Data records:

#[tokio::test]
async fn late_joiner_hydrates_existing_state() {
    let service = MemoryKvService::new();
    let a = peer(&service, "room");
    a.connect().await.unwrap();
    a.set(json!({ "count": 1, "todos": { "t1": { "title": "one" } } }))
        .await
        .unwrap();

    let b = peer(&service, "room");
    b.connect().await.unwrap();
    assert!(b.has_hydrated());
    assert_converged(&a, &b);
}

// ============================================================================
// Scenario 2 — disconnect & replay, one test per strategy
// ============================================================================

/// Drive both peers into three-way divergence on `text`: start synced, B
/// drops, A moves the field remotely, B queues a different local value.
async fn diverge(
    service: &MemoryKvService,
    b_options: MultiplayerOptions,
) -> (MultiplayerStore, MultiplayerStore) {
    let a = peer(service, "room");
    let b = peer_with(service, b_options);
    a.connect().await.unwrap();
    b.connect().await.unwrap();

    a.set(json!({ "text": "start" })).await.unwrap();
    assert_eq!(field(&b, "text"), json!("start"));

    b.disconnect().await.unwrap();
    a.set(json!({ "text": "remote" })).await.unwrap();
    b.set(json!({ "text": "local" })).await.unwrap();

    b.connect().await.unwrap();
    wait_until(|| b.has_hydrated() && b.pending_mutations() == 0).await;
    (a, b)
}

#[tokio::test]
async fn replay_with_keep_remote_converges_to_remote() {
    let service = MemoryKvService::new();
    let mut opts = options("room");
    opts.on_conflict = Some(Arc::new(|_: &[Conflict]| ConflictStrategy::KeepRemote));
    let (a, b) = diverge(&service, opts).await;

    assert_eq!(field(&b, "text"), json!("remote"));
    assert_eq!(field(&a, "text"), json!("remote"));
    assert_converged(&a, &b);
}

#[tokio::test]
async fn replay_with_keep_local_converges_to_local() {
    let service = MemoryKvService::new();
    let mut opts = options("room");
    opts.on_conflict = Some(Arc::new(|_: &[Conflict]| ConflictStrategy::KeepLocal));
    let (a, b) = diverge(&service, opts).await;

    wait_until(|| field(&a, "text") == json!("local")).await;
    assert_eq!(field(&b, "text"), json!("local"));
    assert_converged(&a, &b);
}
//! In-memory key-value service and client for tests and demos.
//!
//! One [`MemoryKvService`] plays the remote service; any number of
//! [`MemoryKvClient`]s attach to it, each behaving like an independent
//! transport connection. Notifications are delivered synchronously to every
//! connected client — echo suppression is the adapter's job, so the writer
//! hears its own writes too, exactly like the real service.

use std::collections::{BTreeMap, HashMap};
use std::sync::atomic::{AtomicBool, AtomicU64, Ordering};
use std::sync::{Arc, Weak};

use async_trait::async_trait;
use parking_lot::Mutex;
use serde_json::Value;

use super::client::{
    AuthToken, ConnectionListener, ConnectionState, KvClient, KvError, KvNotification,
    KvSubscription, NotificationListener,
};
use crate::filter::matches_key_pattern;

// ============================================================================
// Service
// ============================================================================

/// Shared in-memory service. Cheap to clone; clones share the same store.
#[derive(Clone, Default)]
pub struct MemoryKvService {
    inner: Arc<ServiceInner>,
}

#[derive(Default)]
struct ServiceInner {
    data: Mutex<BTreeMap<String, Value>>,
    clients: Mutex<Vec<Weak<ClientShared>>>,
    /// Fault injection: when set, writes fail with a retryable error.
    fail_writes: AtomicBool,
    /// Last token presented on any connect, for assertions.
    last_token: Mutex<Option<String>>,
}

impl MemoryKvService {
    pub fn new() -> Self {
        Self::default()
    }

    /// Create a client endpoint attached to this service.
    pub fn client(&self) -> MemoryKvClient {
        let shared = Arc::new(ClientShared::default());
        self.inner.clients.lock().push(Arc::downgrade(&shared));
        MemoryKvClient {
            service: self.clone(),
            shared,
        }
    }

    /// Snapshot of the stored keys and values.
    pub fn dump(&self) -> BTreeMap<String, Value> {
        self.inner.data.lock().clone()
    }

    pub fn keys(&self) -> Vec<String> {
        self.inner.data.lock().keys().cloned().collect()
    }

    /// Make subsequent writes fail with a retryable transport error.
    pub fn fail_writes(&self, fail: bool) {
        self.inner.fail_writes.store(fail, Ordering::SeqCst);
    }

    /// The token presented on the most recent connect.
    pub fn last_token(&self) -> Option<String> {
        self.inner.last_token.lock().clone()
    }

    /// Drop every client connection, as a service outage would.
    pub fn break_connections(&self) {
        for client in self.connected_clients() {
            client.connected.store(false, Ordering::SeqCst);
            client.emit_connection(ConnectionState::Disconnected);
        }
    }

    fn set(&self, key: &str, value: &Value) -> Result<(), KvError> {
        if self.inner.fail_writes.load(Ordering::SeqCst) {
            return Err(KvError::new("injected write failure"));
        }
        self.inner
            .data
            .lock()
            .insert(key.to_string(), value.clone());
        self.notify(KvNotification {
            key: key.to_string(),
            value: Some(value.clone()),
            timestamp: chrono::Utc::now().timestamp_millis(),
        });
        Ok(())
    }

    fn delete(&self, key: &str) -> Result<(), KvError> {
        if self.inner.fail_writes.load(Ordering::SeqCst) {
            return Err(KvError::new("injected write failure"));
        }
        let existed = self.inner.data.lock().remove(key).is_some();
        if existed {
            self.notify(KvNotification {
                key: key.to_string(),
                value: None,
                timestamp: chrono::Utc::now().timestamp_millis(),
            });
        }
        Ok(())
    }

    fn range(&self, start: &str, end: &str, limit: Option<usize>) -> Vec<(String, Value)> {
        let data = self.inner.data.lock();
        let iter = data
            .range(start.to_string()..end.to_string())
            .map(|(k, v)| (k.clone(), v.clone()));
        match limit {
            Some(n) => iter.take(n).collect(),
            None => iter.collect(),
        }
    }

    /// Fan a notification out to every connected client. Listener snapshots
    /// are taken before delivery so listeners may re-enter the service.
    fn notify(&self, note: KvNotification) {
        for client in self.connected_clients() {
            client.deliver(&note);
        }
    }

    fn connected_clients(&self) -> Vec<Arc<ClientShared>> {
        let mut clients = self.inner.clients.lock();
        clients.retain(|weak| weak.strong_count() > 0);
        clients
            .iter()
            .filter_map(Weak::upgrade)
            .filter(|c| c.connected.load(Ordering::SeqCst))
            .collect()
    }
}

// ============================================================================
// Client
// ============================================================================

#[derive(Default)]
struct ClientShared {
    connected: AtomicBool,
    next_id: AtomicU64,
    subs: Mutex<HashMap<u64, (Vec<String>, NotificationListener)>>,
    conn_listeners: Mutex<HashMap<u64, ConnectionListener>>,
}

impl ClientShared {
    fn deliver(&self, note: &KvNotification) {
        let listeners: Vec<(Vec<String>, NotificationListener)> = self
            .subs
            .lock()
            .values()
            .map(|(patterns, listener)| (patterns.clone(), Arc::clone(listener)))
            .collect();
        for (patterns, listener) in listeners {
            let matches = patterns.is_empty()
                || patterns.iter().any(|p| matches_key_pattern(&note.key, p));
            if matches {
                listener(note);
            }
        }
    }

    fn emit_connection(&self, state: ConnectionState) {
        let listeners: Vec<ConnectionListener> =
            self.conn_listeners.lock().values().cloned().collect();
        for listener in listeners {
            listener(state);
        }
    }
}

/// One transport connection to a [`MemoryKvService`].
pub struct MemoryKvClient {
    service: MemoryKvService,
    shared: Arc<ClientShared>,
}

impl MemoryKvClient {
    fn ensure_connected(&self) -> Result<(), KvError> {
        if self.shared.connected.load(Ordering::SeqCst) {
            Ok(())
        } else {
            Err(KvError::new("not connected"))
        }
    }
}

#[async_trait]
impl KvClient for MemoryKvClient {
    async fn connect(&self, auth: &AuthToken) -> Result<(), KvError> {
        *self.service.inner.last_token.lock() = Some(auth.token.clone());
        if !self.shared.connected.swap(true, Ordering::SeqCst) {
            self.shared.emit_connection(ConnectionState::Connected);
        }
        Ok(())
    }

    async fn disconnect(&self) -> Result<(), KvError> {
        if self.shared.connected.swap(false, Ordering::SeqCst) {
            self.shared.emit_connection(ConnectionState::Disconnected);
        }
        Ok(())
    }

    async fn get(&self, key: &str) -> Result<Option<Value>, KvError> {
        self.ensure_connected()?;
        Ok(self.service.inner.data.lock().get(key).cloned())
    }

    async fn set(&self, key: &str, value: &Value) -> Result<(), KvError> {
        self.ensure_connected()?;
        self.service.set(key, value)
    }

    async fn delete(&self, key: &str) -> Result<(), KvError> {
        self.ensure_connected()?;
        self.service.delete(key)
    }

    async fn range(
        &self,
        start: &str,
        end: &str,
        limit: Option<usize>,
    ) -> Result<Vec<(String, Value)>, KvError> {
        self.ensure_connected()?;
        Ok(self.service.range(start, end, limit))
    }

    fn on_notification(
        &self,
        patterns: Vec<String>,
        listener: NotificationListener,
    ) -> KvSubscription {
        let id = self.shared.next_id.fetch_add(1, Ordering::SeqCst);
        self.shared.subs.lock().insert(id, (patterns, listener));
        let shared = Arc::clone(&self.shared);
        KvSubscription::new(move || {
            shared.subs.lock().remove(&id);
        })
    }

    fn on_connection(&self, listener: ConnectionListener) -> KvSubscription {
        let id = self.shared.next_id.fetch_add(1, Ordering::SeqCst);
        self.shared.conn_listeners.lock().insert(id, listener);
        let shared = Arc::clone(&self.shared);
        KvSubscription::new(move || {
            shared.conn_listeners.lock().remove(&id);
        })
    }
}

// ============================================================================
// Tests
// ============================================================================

Exercise objective: Reproduce every line in the data that has the word "Disconnected" in it.

Reply to the task:
            client.emit_connection(ConnectionState::Disconnected);
            self.shared.emit_connection(ConnectionState::Disconnected);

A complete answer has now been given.